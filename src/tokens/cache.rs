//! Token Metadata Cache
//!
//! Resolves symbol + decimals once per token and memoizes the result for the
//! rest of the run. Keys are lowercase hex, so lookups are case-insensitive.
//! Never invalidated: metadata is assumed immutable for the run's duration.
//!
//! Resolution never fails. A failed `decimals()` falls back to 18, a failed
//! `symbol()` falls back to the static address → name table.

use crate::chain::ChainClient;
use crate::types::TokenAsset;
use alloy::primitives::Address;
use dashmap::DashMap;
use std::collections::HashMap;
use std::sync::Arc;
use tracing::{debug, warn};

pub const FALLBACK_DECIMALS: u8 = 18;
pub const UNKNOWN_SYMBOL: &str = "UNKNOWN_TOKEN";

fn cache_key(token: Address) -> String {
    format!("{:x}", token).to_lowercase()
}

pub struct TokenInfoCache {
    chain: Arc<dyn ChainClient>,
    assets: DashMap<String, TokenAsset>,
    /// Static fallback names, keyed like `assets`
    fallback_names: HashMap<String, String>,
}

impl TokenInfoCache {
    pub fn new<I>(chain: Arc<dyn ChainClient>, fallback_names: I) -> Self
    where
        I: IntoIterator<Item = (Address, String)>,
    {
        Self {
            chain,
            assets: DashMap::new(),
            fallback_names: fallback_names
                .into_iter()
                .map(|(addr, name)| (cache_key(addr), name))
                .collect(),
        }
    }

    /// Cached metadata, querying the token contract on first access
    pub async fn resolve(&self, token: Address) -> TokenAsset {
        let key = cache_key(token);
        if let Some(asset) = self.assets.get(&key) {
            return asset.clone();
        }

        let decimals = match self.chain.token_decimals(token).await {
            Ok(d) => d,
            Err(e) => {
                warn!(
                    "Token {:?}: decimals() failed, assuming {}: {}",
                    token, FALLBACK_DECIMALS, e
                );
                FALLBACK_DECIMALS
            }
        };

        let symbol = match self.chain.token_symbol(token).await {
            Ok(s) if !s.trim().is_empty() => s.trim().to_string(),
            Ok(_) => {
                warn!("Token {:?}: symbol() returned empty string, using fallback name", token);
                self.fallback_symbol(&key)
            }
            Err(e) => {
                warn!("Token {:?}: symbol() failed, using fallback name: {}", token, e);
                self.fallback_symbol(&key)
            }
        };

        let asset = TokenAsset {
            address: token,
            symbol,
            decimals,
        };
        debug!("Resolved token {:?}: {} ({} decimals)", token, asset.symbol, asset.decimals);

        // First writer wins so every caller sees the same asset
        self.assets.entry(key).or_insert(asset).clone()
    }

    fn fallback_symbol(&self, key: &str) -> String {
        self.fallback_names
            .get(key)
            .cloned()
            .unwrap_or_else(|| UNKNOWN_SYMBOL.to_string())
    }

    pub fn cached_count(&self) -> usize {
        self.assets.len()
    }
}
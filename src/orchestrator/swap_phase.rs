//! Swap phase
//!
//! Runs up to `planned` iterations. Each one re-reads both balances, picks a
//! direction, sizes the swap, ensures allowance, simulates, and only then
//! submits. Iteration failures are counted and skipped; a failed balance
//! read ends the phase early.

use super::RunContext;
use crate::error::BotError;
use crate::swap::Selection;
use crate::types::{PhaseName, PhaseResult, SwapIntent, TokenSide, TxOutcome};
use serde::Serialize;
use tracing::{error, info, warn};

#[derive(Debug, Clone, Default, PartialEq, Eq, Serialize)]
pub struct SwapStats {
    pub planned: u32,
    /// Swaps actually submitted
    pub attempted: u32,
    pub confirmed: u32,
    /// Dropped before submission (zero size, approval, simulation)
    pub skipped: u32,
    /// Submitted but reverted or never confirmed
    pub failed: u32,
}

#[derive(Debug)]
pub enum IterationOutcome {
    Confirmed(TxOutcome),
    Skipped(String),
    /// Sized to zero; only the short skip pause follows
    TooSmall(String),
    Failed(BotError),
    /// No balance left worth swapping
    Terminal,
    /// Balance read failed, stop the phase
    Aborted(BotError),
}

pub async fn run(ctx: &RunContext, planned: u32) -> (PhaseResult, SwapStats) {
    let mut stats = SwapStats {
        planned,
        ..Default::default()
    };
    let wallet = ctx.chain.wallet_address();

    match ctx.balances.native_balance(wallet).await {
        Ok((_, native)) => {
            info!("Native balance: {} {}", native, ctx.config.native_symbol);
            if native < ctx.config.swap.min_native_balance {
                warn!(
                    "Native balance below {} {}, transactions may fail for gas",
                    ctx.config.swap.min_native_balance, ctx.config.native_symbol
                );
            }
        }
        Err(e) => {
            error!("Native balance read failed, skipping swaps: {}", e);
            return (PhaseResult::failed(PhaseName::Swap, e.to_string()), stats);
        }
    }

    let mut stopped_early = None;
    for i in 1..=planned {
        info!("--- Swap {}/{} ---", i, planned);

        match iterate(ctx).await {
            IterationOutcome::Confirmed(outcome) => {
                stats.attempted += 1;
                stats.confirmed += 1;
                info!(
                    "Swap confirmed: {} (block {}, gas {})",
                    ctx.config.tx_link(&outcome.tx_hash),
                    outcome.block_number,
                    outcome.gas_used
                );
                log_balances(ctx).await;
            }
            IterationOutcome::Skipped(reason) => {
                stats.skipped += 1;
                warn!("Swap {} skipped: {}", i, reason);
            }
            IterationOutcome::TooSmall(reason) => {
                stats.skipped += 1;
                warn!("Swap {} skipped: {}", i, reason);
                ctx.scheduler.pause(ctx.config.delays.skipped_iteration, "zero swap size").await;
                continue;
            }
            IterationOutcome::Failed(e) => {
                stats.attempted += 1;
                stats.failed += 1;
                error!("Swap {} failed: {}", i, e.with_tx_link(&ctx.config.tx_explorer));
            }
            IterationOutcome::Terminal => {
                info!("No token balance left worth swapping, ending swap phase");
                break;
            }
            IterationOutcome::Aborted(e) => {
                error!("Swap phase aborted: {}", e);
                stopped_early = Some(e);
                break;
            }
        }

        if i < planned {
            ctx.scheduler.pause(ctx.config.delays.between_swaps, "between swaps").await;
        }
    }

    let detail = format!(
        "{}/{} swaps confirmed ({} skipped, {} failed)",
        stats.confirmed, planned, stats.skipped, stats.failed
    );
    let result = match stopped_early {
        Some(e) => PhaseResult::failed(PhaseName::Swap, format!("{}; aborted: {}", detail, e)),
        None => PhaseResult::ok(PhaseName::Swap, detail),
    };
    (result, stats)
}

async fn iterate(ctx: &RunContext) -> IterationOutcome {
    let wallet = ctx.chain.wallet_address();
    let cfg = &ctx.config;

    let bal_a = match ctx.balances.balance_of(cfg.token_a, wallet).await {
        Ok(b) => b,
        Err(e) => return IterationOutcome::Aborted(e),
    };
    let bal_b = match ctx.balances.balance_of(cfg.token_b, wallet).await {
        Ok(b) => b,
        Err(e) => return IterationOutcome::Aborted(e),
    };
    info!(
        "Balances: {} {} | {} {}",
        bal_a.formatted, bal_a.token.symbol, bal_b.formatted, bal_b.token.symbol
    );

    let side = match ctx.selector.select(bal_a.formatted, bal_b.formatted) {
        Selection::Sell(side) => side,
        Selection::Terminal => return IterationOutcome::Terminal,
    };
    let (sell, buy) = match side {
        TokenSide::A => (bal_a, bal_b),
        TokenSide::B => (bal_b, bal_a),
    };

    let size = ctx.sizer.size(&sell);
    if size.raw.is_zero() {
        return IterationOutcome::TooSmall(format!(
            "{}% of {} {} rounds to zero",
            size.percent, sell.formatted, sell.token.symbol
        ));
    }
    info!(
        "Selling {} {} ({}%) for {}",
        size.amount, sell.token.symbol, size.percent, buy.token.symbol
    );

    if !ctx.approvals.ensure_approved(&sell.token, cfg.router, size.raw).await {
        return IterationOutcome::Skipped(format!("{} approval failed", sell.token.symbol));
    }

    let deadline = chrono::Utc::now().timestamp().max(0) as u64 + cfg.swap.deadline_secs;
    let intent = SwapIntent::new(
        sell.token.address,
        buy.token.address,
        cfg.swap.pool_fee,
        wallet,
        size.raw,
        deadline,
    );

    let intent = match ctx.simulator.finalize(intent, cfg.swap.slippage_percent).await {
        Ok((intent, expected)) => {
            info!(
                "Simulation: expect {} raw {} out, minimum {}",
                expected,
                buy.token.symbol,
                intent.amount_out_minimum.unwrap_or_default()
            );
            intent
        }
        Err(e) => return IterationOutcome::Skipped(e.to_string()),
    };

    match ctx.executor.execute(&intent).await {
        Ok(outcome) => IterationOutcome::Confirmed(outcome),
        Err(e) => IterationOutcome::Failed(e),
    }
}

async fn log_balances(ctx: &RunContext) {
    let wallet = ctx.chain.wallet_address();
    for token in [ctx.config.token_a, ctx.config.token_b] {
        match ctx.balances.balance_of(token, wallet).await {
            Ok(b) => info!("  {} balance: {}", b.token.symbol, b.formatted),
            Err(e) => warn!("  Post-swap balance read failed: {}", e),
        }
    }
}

***

■ **Problem to work on**:
Where a line of the listing includes the word "DashMap", it counts; say how many such lines there are and nothing more.

■ **Response to the task**:
3